Posted on 3/5/19 at 4:32 pm to baldona
So a quick hijack but I am looking into buying some multi family real estate and have a question concerning loans. So I know I can use a a FHA or similar loan if I was going to live in the property for one yr however if that is not the case I am assuming I would have to use a conventional loan and put 20% down?
Posted on 3/5/19 at 4:51 pm to nugget
quote:
My #1 metric is cash on cash return. If i'm getting $500 per door, I don't worry too much about appreciation.
Wut? I certainly hope you mean as a percentage and not pure cash flow. This whole idea of Cash flow is laughable if that's all you mean is cash leftover after expenses. Its all a percentage game.
I'd rather be making $150/ month on a $100k house then $200/ month on a $200k house.
Only looking to cash flow is a rookie mistake and how people go bankrupt when the market turns.
ETA: Additionally, your cash flow needs to keep in mind your risk. If this is a D rated house you don't want to be cash flowing the same percentage as an A rated house. At some point, D rated houses and neighborhoods have issues that's why they are rated poorly.

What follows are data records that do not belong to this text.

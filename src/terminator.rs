// SPDX-License-Identifier: AGPL-3.0-or-later
// Copyright (C) 2026 Vallés Puig, Ramon

//! Terminator geometry: night and twilight regions as spherical caps.
//!
//! The Sun's altitude at a point is `90° − z`, where `z` is the point's
//! great-circle distance from the sub-solar point. Each region below is the
//! set of points where the Sun is deeper than a given depression, i.e. a cap
//! around the anti-solar point:
//!
//! | Region | Sun below horizon | `z` at the boundary | Cap radius |
//! |--------|-------------------|---------------------|------------|
//! | night | 0° | 90° | 90° |
//! | past [`TwilightBand::Civil`] | 6° | 96° | 84° |
//! | past [`TwilightBand::Nautical`] | 12° | 102° | 78° |
//! | past [`TwilightBand::Astronomical`] | 18° | 108° | 72° |
//!
//! A twilight band itself is the ring-shaped zone between two consecutive
//! boundaries; drawing the caps from the night inwards with increasing
//! opacity shades each band.
//!
//! The boundary of each cap is sampled by [`CircleBuilder`] into a closed
//! [`Polygon`] ring. The ring is wrap-agnostic: replicating it across ±360°
//! for a scrolling map is left to the renderer.

use chrono::{DateTime, Utc};
use std::fmt;
use std::str::FromStr;

use super::error::{Error, Result};
use super::geo::{GeographicPoint, Polygon};
use super::subpoint::sub_solar_point;

#[cfg(feature = "serde")]
use serde::{Deserialize, Serialize};

// ═══════════════════════════════════════════════════════════════════════════
// AngularRadius
// ═══════════════════════════════════════════════════════════════════════════

/// Half-angle of a spherical cap, in degrees within `[0, 180]`.
#[derive(Debug, Clone, Copy, PartialEq, PartialOrd)]
pub struct AngularRadius(f64);

impl AngularRadius {
    /// The horizon: a cap of 90° is exactly one hemisphere.
    pub const HORIZON: Self = Self(90.0);

    /// Validate a radius in degrees.
    pub fn new(degrees: f64) -> Result<Self> {
        if (0.0..=180.0).contains(&degrees) {
            Ok(Self(degrees))
        } else {
            Err(Error::RadiusOutOfRange(degrees))
        }
    }

    /// The radius in degrees.
    #[inline]
    pub const fn degrees(&self) -> f64 {
        self.0
    }
}

impl TryFrom<f64> for AngularRadius {
    type Error = Error;

    fn try_from(degrees: f64) -> Result<Self> {
        Self::new(degrees)
    }
}

// ═══════════════════════════════════════════════════════════════════════════
// TwilightBand
// ═══════════════════════════════════════════════════════════════════════════

/// The three conventional twilight limits.
#[derive(Debug, Clone, Copy, PartialEq, Eq, Hash, PartialOrd, Ord)]
#[cfg_attr(feature = "serde", derive(Serialize, Deserialize))]
#[cfg_attr(feature = "serde", serde(rename_all = "lowercase"))]
pub enum TwilightBand {
    Civil,
    Nautical,
    Astronomical,
}

impl TwilightBand {
    /// All bands, shallowest first (largest cap first).
    pub const ALL: [TwilightBand; 3] = [
        TwilightBand::Civil,
        TwilightBand::Nautical,
        TwilightBand::Astronomical,
    ];

    /// Sun depression angle at the outer edge of the band, in degrees.
    #[inline]
    pub const fn depression(&self) -> f64 {
        match self {
            TwilightBand::Civil => 6.0,
            TwilightBand::Nautical => 12.0,
            TwilightBand::Astronomical => 18.0,
        }
    }

    /// Zenith distance of the Sun at the band's outer limit (`90° +
    /// depression`): the great-circle distance from the sub-solar point to
    /// the boundary.
    #[inline]
    pub fn radius(&self) -> AngularRadius {
        AngularRadius(90.0 + self.depression())
    }

    /// Radius of the cap around the anti-solar point where the Sun is deeper
    /// than this band (`180° − radius`).
    #[inline]
    pub fn cap_radius(&self) -> AngularRadius {
        AngularRadius(90.0 - self.depression())
    }

    /// Lower-case name (`civil`, `nautical`, `astronomical`).
    pub const fn as_str(&self) -> &'static str {
        match self {
            TwilightBand::Civil => "civil",
            TwilightBand::Nautical => "nautical",
            TwilightBand::Astronomical => "astronomical",
        }
    }
}

impl fmt::Display for TwilightBand {
    fn fmt(&self, f: &mut fmt::Formatter<'_>) -> fmt::Result {
        f.write_str(self.as_str())
    }
}

impl FromStr for TwilightBand {
    type Err = Error;

    fn from_str(s: &str) -> Result<Self> {
        match s.trim().to_ascii_lowercase().as_str() {
            "civil" => Ok(TwilightBand::Civil),
            "nautical" => Ok(TwilightBand::Nautical),
            "astronomical" => Ok(TwilightBand::Astronomical),
            _ => Err(Error::UnknownTwilightBand(s.to_owned())),
        }
    }
}

// ═══════════════════════════════════════════════════════════════════════════
// CircleBuilder
// ═══════════════════════════════════════════════════════════════════════════

/// Samples the boundary of a spherical cap into a closed ring.
///
/// Vertices sit at bearings `0°, −δ, −2δ, …` from the centre
/// (`δ = 360° / segments`): the ring starts due north of the centre and runs
/// counter-clockwise around it, keeping the cap on its left. The first vertex
/// is repeated at the end, so a ring has `segments + 1` vertices.
#[derive(Debug, Clone, Copy, PartialEq, Eq)]
pub struct CircleBuilder {
    segments: usize,
}

impl CircleBuilder {
    /// Fewest segments that still enclose an area.
    pub const MIN_SEGMENTS: usize = 3;

    /// Default sampling, one vertex every 3°.
    pub const DEFAULT_SEGMENTS: usize = 120;

    /// A builder with a custom number of segments.
    pub fn with_segments(segments: usize) -> Result<Self> {
        if segments < Self::MIN_SEGMENTS {
            return Err(Error::TooFewSegments {
                min: Self::MIN_SEGMENTS,
                got: segments,
            });
        }
        Ok(Self { segments })
    }

    #[inline]
    pub const fn segments(&self) -> usize {
        self.segments
    }

    /// Ring of all points at great-circle distance `radius` from `center`.
    pub fn build(&self, center: GeographicPoint, radius: AngularRadius) -> Polygon {
        let step = 360.0 / self.segments as f64;
        let vertices: Vec<GeographicPoint> = (0..self.segments)
            .map(|k| center.destination(-(k as f64) * step, radius.degrees()))
            .collect();

        log::trace!(
            "spherical circle at ({:.3}, {:.3}) r={}°: {} vertices",
            center.lat(),
            center.lng(),
            radius.degrees(),
            vertices.len() + 1
        );

        Polygon::from_vertices(vertices)
    }

    /// Night region at `instant`: the hemisphere centred on the anti-solar
    /// point.
    pub fn night(&self, instant: DateTime<Utc>) -> Polygon {
        self.build(sub_solar_point(instant).antipode(), AngularRadius::HORIZON)
    }

    /// Outer limit of twilight `band` at `instant`: the cap, inside the
    /// night, where the Sun is more than `band.depression()` degrees below
    /// the horizon.
    pub fn twilight(&self, instant: DateTime<Utc>, band: TwilightBand) -> Polygon {
        self.build(sub_solar_point(instant).antipode(), band.cap_radius())
    }
}

impl Default for CircleBuilder {
    fn default() -> Self {
        Self {
            segments: Self::DEFAULT_SEGMENTS,
        }
    }
}

/// Ring of the spherical circle of `radius` around `center`, with the default
/// [`CircleBuilder`].
#[inline]
pub fn spherical_circle(center: GeographicPoint, radius: AngularRadius) -> Polygon {
    CircleBuilder::default().build(center, radius)
}

/// Night region at `instant`.
#[inline]
pub fn night_polygon(instant: DateTime<Utc>) -> Polygon {
    CircleBuilder::default().night(instant)
}

/// Outer limit of twilight `band` at `instant`, with the default
/// [`CircleBuilder`].
#[inline]
pub fn twilight_polygon(instant: DateTime<Utc>, band: TwilightBand) -> Polygon {
    CircleBuilder::default().twilight(instant, band)
}

#[cfg(test)]
mod tests {
    use super::*;
    use chrono::TimeZone;

    fn utc(y: i32, mo: u32, d: u32, h: u32, mi: u32) -> DateTime<Utc> {
        Utc.with_ymd_and_hms(y, mo, d, h, mi, 0).unwrap()
    }

    #[test]
    fn radius_validation() {
        assert!(AngularRadius::new(0.0).is_ok());
        assert!(AngularRadius::new(180.0).is_ok());
        assert_eq!(
            AngularRadius::new(180.5),
            Err(Error::RadiusOutOfRange(180.5))
        );
        assert!(AngularRadius::new(-1.0).is_err());
        assert!(AngularRadius::new(f64::NAN).is_err());
        assert!(AngularRadius::try_from(200.0).is_err());
    }

    #[test]
    fn band_radii_table() {
        let radii: Vec<f64> = TwilightBand::ALL.iter().map(|b| b.radius().degrees()).collect();
        assert_eq!(radii, vec![96.0, 102.0, 108.0]);
        let caps: Vec<f64> = TwilightBand::ALL.iter().map(|b| b.cap_radius().degrees()).collect();
        assert_eq!(caps, vec![84.0, 78.0, 72.0]);
    }

    #[test]
    fn band_parsing() {
        assert_eq!("civil".parse::<TwilightBand>(), Ok(TwilightBand::Civil));
        assert_eq!(
            " Nautical ".parse::<TwilightBand>(),
            Ok(TwilightBand::Nautical)
        );
        assert_eq!(
            "ASTRONOMICAL".parse::<TwilightBand>(),
            Ok(TwilightBand::Astronomical)
        );
        assert_eq!(
            "golden".parse::<TwilightBand>(),
            Err(Error::UnknownTwilightBand("golden".into()))
        );
        for band in TwilightBand::ALL {
            assert_eq!(band.to_string().parse::<TwilightBand>(), Ok(band));
        }
    }

    #[test]
    fn builder_rejects_degenerate_sampling() {
        assert_eq!(
            CircleBuilder::with_segments(2),
            Err(Error::TooFewSegments { min: 3, got: 2 })
        );
        assert_eq!(CircleBuilder::with_segments(72).unwrap().segments(), 72);
        assert_eq!(CircleBuilder::default().segments(), 120);
    }

    #[test]
    fn ring_is_closed_and_dense() {
        let ring = spherical_circle(GeographicPoint::new(10.0, 20.0), AngularRadius::HORIZON);
        assert_eq!(ring.len(), CircleBuilder::DEFAULT_SEGMENTS + 1);
        assert!(ring.is_closed());
    }

    #[test]
    fn every_vertex_is_at_the_radius() {
        let center = GeographicPoint::new(-23.44, 179.5);
        for r in [0.0, 1.0, 90.0, 96.0, 108.0, 179.0, 180.0] {
            let ring = spherical_circle(center, AngularRadius::new(r).unwrap());
            for v in ring.ring() {
                assert!((center.distance_to(v) - r).abs() < 1e-5, "r={r} v={v:?}");
            }
        }
    }

    #[test]
    fn first_vertex_is_due_north() {
        let ring = spherical_circle(
            GeographicPoint::new(0.0, 45.0),
            AngularRadius::new(30.0).unwrap(),
        );
        let first = ring.ring()[0];
        assert!((first.lat() - 30.0).abs() < 1e-9);
        assert!((first.lng() - 45.0).abs() < 1e-9);
        // next vertex is a little to the west: counter-clockwise seen from outside
        assert!(ring.ring()[1].lng() < 45.0);
    }

    #[test]
    fn circle_around_the_antimeridian_wraps() {
        let ring = spherical_circle(
            GeographicPoint::new(0.0, 180.0),
            AngularRadius::new(20.0).unwrap(),
        );
        assert!(ring.crosses_antimeridian());
        assert!(ring.ring().iter().all(|p| p.lng() > -180.0 && p.lng() <= 180.0));
    }

    #[test]
    fn cap_containing_a_pole_spans_all_longitudes() {
        // Around the June solstice the night cap (centred ~23° S) covers the
        // South Pole: its boundary visits every longitude band.
        let ring = night_polygon(utc(2024, 6, 21, 12, 0));
        let mut seen = [false; 12];
        for v in ring.ring() {
            let idx = (((v.lng() + 180.0) / 30.0).floor() as usize).min(11);
            seen[idx] = true;
        }
        assert!(seen.iter().all(|&s| s));
    }

    #[test]
    fn night_boundary_passes_through_polar_circle_at_solstice() {
        let ring = night_polygon(utc(2024, 6, 21, 12, 0));
        let max_lat = ring.ring().iter().map(|p| p.lat()).fold(f64::MIN, f64::max);
        let min_lat = ring.ring().iter().map(|p| p.lat()).fold(f64::MAX, f64::min);
        assert!((max_lat - 66.56).abs() < 0.1, "{max_lat}");
        assert!((min_lat + 66.56).abs() < 0.1, "{min_lat}");
    }

    #[test]
    fn twilight_boundary_sits_at_the_band_zenith_distance() {
        let t = utc(2024, 6, 21, 12, 0);
        let sub = sub_solar_point(t);
        for band in TwilightBand::ALL {
            let ring = twilight_polygon(t, band);
            for v in ring.ring() {
                // Sun altitude there is exactly −depression.
                let altitude = 90.0 - sub.distance_to(v);
                assert!(
                    (altitude + band.depression()).abs() < 1e-6,
                    "{band}: {altitude}"
                );
            }
        }
    }

    #[test]
    fn twilight_caps_shrink_with_depression() {
        let t = utc(2024, 12, 21, 0, 0);
        let anti = sub_solar_point(t).antipode();
        let mut previous = 90.0;
        for band in TwilightBand::ALL {
            let ring = twilight_polygon(t, band);
            assert!(ring.is_closed());
            let d = ring.ring()[0].distance_to(&anti);
            assert!(d < previous);
            previous = d;
        }
    }
}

For example, an A rated house getting cash flow of 1.1%/ month is likely great. But a C or D rated house 1.1% is not that great
This post was edited on 3/5/19 at 4:54 pm
Posted on 3/5/19 at 7:59 pm to baldona
quote:
I'd rather be making $150/ month on a $100k house then $200/ month on a $200k house.
Which is why I said I look at CoC as my #1, which by definition is a %. Not sure how that was difficult to understand. I usually also try to net $500 per door
quote:
But a C or D rated house 1.1% is not that great
That wasn't in question. But even a 70k door leveraged sould cash flow positive at 700 per month.

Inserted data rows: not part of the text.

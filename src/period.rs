// SPDX-License-Identifier: AGPL-3.0-or-later
// Copyright (C) 2026 Vallés Puig, Ramon

//! Time intervals and evenly spaced sampling over them.
//!
//! This module provides:
//! - [`Interval<T>`]: generic interval over any [`TimeInstant`]
//! - [`Period<S>`]: scale-based alias for `Interval<Time<S>>`
//! - [`UtcPeriod`]: interval of `chrono::DateTime<Utc>`, the input of a
//!   time-lapse of [`SkySnapshot`](crate::SkySnapshot)s
//! - [`Samples`]: iterator over `start, start + step, …` up to `end`

use super::error::{Error, Result};
use super::{Time, TimeInstant};
use chrono::{DateTime, Utc};
use std::fmt;

#[cfg(feature = "serde")]
use serde::{ser::SerializeStruct, Deserialize, Deserializer, Serialize, Serializer};

/// Represents an interval between two instants.
///
/// Both ends are inclusive when sampling. An interval whose `end` precedes
/// its `start` is legal and simply empty.
///
/// # Examples
///
/// ```
/// use daynight::{Interval, JulianDate};
///
/// let start = JulianDate::new(2_460_390.0);
/// let end = JulianDate::new(2_460_391.0);
/// let period = Interval::new(start, end);
///
/// assert!(period.contains(&JulianDate::new(2_460_390.5)));
/// ```
#[derive(Debug, Clone, Copy, PartialEq)]
pub struct Interval<T: TimeInstant> {
    pub start: T,
    pub end: T,
}

/// Time-scale period alias, in practice `Period<JD>`.
pub type Period<S> = Interval<Time<S>>;

/// UTC interval alias.
pub type UtcPeriod = Interval<DateTime<Utc>>;

impl<T: TimeInstant> Interval<T> {
    /// Creates a new period between two time instants.
    pub fn new(start: T, end: T) -> Self {
        Interval { start, end }
    }

    /// Returns the duration of the period as the difference between end and start.
    ///
    /// # Examples
    ///
    /// ```
    /// use daynight::{Interval, JulianDate};
    /// use qtty::Days;
    ///
    /// let period = Interval::new(JulianDate::new(2451545.0), JulianDate::new(2451546.5));
    /// assert_eq!(period.duration(), Days::new(1.5));
    /// ```
    pub fn duration(&self) -> T::Duration {
        self.end.difference(&self.start)
    }

    /// Whether `instant` lies in the closed range `[start, end]`.
    #[inline]
    pub fn contains(&self, instant: &T) -> bool {
        self.start <= *instant && *instant <= self.end
    }

    /// Iterate `start, start + step, start + 2·step, …` while `≤ end`.
    ///
    /// Fails with [`Error::NonPositiveStep`] when adding `step` to `start`
    /// does not move forward (zero, negative, or below the resolution of
    /// the instant type).
    ///
    /// ```
    /// use chrono::{Duration, TimeZone, Utc};
    /// use daynight::UtcPeriod;
    ///
    /// let day = UtcPeriod::new(
    ///     Utc.with_ymd_and_hms(2024, 3, 20, 0, 0, 0).unwrap(),
    ///     Utc.with_ymd_and_hms(2024, 3, 21, 0, 0, 0).unwrap(),
    /// );
    /// assert_eq!(day.samples(Duration::hours(1)).unwrap().count(), 25);
    /// ```
    pub fn samples(&self, step: T::Duration) -> Result<Samples<T>> {
        if self.start.add_duration(step) <= self.start {
            return Err(Error::NonPositiveStep);
        }
        Ok(Samples {
            next: Some(self.start),
            end: self.end,
            step,
        })
    }
}

/// Iterator returned by [`Interval::samples`].
#[derive(Clone, Debug)]
pub struct Samples<T: TimeInstant> {
    next: Option<T>,
    end: T,
    step: T::Duration,
}

impl<T: TimeInstant> Iterator for Samples<T> {
    type Item = T;

    fn next(&mut self) -> Option<T> {
        let current = self.next.filter(|t| *t <= self.end)?;
        let following = current.add_duration(self.step);
        // Stop rather than spin once the step vanishes in float resolution.
        self.next = (following > current).then_some(following);
        Some(current)
    }
}

impl<T: TimeInstant + fmt::Display> fmt::Display for Interval<T> {
    fn fmt(&self, f: &mut fmt::Formatter<'_>) -> fmt::Result {
        write!(f, "{} to {}", self.start, self.end)
    }
}

// Serde support for Period<JD> as `{"start_jd": …, "end_jd": …}`.
#[cfg(feature = "serde")]
impl Serialize for Interval<crate::JulianDate> {
    fn serialize<S>(&self, serializer: S) -> std::result::Result<S::Ok, S::Error>
    where
        S: Serializer,
    {
        let mut s = serializer.serialize_struct("Period", 2)?;
        s.serialize_field("start_jd", &self.start.value())?;
        s.serialize_field("end_jd", &self.end.value())?;
        s.end()
    }
}

#[cfg(feature = "serde")]
impl<'de> Deserialize<'de> for Interval<crate::JulianDate> {
    fn deserialize<D>(deserializer: D) -> std::result::Result<Self, D::Error>
    where
        D: Deserializer<'de>,
    {
        #[derive(Deserialize)]
        struct Raw {
            start_jd: f64,
            end_jd: f64,
        }

        let raw = Raw::deserialize(deserializer)?;
        Ok(Interval::new(
            crate::JulianDate::new(raw.start_jd),
            crate::JulianDate::new(raw.end_jd),
        ))
    }
}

This post was edited on 3/5/19 at 8:02 pm
Posted on 3/6/19 at 7:36 am to nugget
quote:
Which is why I said I look at CoC as my #1, which by definition is a %. Not sure how that was difficult to understand. I usually also try to net $500 per door
Because the way you say this makes it sound like you aren’t using a percent. I’m assuming what you are saying is that you want a $500/ profit a month per door plus a good COC. In the circles with other big RE investors I think that is fine said like that, but on a general investing forum I see way too many amateur RE investors happy with just a positive net cash flow monthly with out the COC percentage used.
I can’t tell you the amount of times I’ve seen someone say ‘I’m cash flowing $200 is this a good investment”.